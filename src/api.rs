//! Read-only access to marketplace processes through compute unit dry runs

use crate::constants::*;
use crate::error::ApiError;
use crate::types::*;
use async_trait::async_trait;
use serde::de::DeserializeOwned;
use serde::Deserialize;
use serde_json::{json, Value};
use tracing::debug;

/// Remote reads used by the views
#[async_trait]
pub trait MarketApi: Send + Sync {
    async fn get_activity(&self, query: &ActivityQuery) -> Result<ActivityResponse, ApiError>;
    async fn get_registry_profiles(&self, profile_ids: &[String]) -> Result<Vec<Profile>, ApiError>;
    async fn get_asset_ids_by_user(&self, profile_id: &str) -> Result<Vec<String>, ApiError>;
    async fn get_asset_state(&self, asset_id: &str) -> Result<AssetState, ApiError>;
}

/// Dry-run client for AO processes
pub struct AoClient {
    client: reqwest::Client,
    cu_url: String,
    ucm_process: String,
    registry_process: String,
}

impl AoClient {
    pub fn new(cu_url: &str, ucm_process: &str, registry_process: &str) -> Self {
        Self {
            client: reqwest::Client::new(),
            cu_url: cu_url.trim_end_matches('/').to_string(),
            ucm_process: ucm_process.to_string(),
            registry_process: registry_process.to_string(),
        }
    }

    /// Dry-run `action` against `process_id` and decode the first reply.
    async fn read<T: DeserializeOwned>(
        &self,
        process_id: &str,
        action: &str,
        data: Option<Value>,
    ) -> Result<T, ApiError> {
        let url = format!("{}/dry-run?process-id={}", self.cu_url, process_id);
        let body = dry_run_body(process_id, action, data.as_ref());

        debug!(process = process_id, action, "Dry run");
        let response = self.client.post(&url).json(&body).send().await?;
        if !response.status().is_success() {
            return Err(ApiError::Status {
                process: process_id.to_string(),
                status: response.status(),
            });
        }

        let result: DryRunResult = response.json().await?;
        decode_dry_run(process_id, action, result)
    }
}

#[async_trait]
impl MarketApi for AoClient {
    async fn get_activity(&self, query: &ActivityQuery) -> Result<ActivityResponse, ApiError> {
        let data = serde_json::to_value(query).map_err(|source| ApiError::Decode {
            action: ACTION_GET_ACTIVITY.to_string(),
            source,
        })?;
        self.read(&self.ucm_process, ACTION_GET_ACTIVITY, Some(data))
            .await
    }

    async fn get_registry_profiles(&self, profile_ids: &[String]) -> Result<Vec<Profile>, ApiError> {
        if profile_ids.is_empty() {
            return Ok(Vec::new());
        }
        self.read(
            &self.registry_process,
            ACTION_GET_PROFILES,
            Some(json!({ "ProfileIds": profile_ids })),
        )
        .await
    }

    async fn get_asset_ids_by_user(&self, profile_id: &str) -> Result<Vec<String>, ApiError> {
        let info: ProfileInfo = self.read(profile_id, ACTION_INFO, None).await?;
        Ok(info.assets.into_iter().map(|a| a.id).collect())
    }

    async fn get_asset_state(&self, asset_id: &str) -> Result<AssetState, ApiError> {
        self.read(asset_id, ACTION_INFO, None).await
    }
}

#[derive(Debug, Default, Deserialize)]
#[serde(rename_all = "PascalCase")]
struct DryRunResult {
    #[serde(default)]
    messages: Vec<DryRunMessage>,
    #[serde(default)]
    error: Option<Value>,
}

#[derive(Debug, Default, Deserialize)]
#[serde(rename_all = "PascalCase")]
struct DryRunMessage {
    #[serde(default)]
    data: Option<Value>,
    #[serde(default)]
    tags: Vec<Tag>,
}

#[derive(Debug, Deserialize)]
struct Tag {
    name: String,
    value: String,
}

fn dry_run_body(process_id: &str, action: &str, data: Option<&Value>) -> Value {
    json!({
        "Id": "1234",
        "Target": process_id,
        "Owner": "1234",
        "Anchor": "0",
        "Data": data.map(|d| d.to_string()).unwrap_or_else(|| "1984".to_string()),
        "Tags": [
            { "name": "Action", "value": action },
            { "name": "Data-Protocol", "value": "ao" },
            { "name": "Type", "value": "Message" },
            { "name": "Variant", "value": "ao.TN.1" },
        ],
    })
}

/// First message's `Data` as JSON, falling back to its tags as an object.
fn decode_dry_run<T: DeserializeOwned>(
    process_id: &str,
    action: &str,
    result: DryRunResult,
) -> Result<T, ApiError> {
    if let Some(error) = result.error.filter(|e| !e.is_null()) {
        let message = match error {
            Value::String(s) => s,
            other => other.to_string(),
        };
        return Err(ApiError::Process {
            process: process_id.to_string(),
            message,
        });
    }

    let message = result
        .messages
        .into_iter()
        .next()
        .ok_or_else(|| ApiError::EmptyResponse {
            process: process_id.to_string(),
            action: action.to_string(),
        })?;

    let payload = match message.data {
        Some(Value::String(s)) if !s.is_empty() => {
            serde_json::from_str(&s).map_err(|source| ApiError::Decode {
                action: action.to_string(),
                source,
            })?
        }
        Some(value @ (Value::Object(_) | Value::Array(_))) => value,
        _ => Value::Object(
            message
                .tags
                .into_iter()
                .map(|t| (t.name, Value::String(t.value)))
                .collect(),
        ),
    };

    serde_json::from_value(payload).map_err(|source| ApiError::Decode {
        action: action.to_string(),
        source,
    })
}

#[cfg(test)]
pub mod mock {
    //! In-memory `MarketApi` for view tests

    use super::*;
    use std::collections::HashMap;
    use std::sync::Mutex;

    #[derive(Default)]
    pub struct MockApi {
        pub activity: Mutex<Option<Value>>,
        pub profiles: Mutex<Vec<Profile>>,
        pub assets: Mutex<HashMap<String, Vec<String>>>,
        pub asset_states: Mutex<HashMap<String, AssetState>>,
        pub fail_activity: bool,
        pub fail_profiles: bool,
        pub fail_assets: bool,
        pub profile_calls: Mutex<Vec<Vec<String>>>,
        pub asset_calls: Mutex<Vec<String>>,
    }

    impl MockApi {
        pub fn with_activity(activity: Value) -> Self {
            Self {
                activity: Mutex::new(Some(activity)),
                ..Default::default()
            }
        }
    }

    #[async_trait]
    impl MarketApi for MockApi {
        async fn get_activity(&self, _query: &ActivityQuery) -> Result<ActivityResponse, ApiError> {
            if self.fail_activity {
                return Err(ApiError::EmptyResponse {
                    process: "ucm".into(),
                    action: ACTION_GET_ACTIVITY.into(),
                });
            }
            let value = self.activity.lock().unwrap().clone().unwrap_or(json!({}));
            serde_json::from_value(value).map_err(|source| ApiError::Decode {
                action: ACTION_GET_ACTIVITY.into(),
                source,
            })
        }

        async fn get_registry_profiles(
            &self,
            profile_ids: &[String],
        ) -> Result<Vec<Profile>, ApiError> {
            self.profile_calls.lock().unwrap().push(profile_ids.to_vec());
            if self.fail_profiles {
                return Err(ApiError::Process {
                    process: "registry".into(),
                    message: "unavailable".into(),
                });
            }
            Ok(self
                .profiles
                .lock()
                .unwrap()
                .iter()
                .filter(|p| profile_ids.contains(&p.id))
                .cloned()
                .collect())
        }

        async fn get_asset_ids_by_user(&self, profile_id: &str) -> Result<Vec<String>, ApiError> {
            self.asset_calls.lock().unwrap().push(profile_id.to_string());
            if self.fail_assets {
                return Err(ApiError::EmptyResponse {
                    process: profile_id.into(),
                    action: ACTION_INFO.into(),
                });
            }
            Ok(self
                .assets
                .lock()
                .unwrap()
                .get(profile_id)
                .cloned()
                .unwrap_or_default())
        }

        async fn get_asset_state(&self, asset_id: &str) -> Result<AssetState, ApiError> {
            Ok(self
                .asset_states
                .lock()
                .unwrap()
                .get(asset_id)
                .cloned()
                .unwrap_or_default())
        }
    }
}

#[cfg(test)]
mod tests {
    use super::*;

    fn result(json: Value) -> DryRunResult {
        serde_json::from_value(json).unwrap()
    }

    #[test]
    fn decodes_json_string_data() {
        let res = result(json!({
            "Messages": [{ "Data": "{\"ListedOrders\":[],\"ExecutedOrders\":[]}", "Tags": [] }]
        }));
        let activity: ActivityResponse = decode_dry_run("ucm", ACTION_GET_ACTIVITY, res).unwrap();
        assert_eq!(activity.listed_orders.map(|o| o.len()), Some(0));
    }

    #[test]
    fn falls_back_to_tags_without_data() {
        let res = result(json!({
            "Messages": [{ "Tags": [
                { "name": "Name", "value": "Token" },
                { "name": "Denomination", "value": "12" }
            ] }]
        }));
        let state: AssetState = decode_dry_run("asset", ACTION_INFO, res).unwrap();
        assert_eq!(state.name.as_deref(), Some("Token"));
        assert_eq!(state.denomination, Some(12));
    }

    #[test]
    fn reports_process_error() {
        let res = result(json!({ "Messages": [], "Error": "out of memory" }));
        let err = decode_dry_run::<AssetState>("asset", ACTION_INFO, res).unwrap_err();
        assert!(matches!(err, ApiError::Process { ref message, .. } if message == "out of memory"));
    }

    #[test]
    fn reports_empty_response() {
        let res = result(json!({ "Messages": [] }));
        let err = decode_dry_run::<AssetState>("asset", ACTION_INFO, res).unwrap_err();
        assert!(matches!(err, ApiError::EmptyResponse { .. }));
    }

    #[test]
    fn dry_run_body_carries_action_and_data() {
        let body = dry_run_body("pid", "Get-Activity", Some(&json!({ "Address": "a" })));
        assert_eq!(body["Target"], "pid");
        assert_eq!(body["Tags"][0]["value"], "Get-Activity");
        assert_eq!(body["Data"], "{\"Address\":\"a\"}");
    }

    #[test]
    fn profiles_decode_from_registry_shape() {
        let res = result(json!({
            "Messages": [{ "Data": "[{\"ProfileId\":\"p1\",\"Username\":\"alice\"}]" }]
        }));
        let profiles: Vec<Profile> = decode_dry_run("registry", ACTION_GET_PROFILES, res).unwrap();
        assert_eq!(profiles[0].id, "p1");
        assert_eq!(profiles[0].name(), Some("alice"));
    }
}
··········
— TASK STATEMENT —
The answer must consist of every line from the data that holds the string "HashMap".

— RESULT BELOW —
    use std::collections::HashMap;
        pub assets: Mutex<HashMap<String, Vec<String>>>,
        pub asset_states: Mutex<HashMap<String, AssetState>>,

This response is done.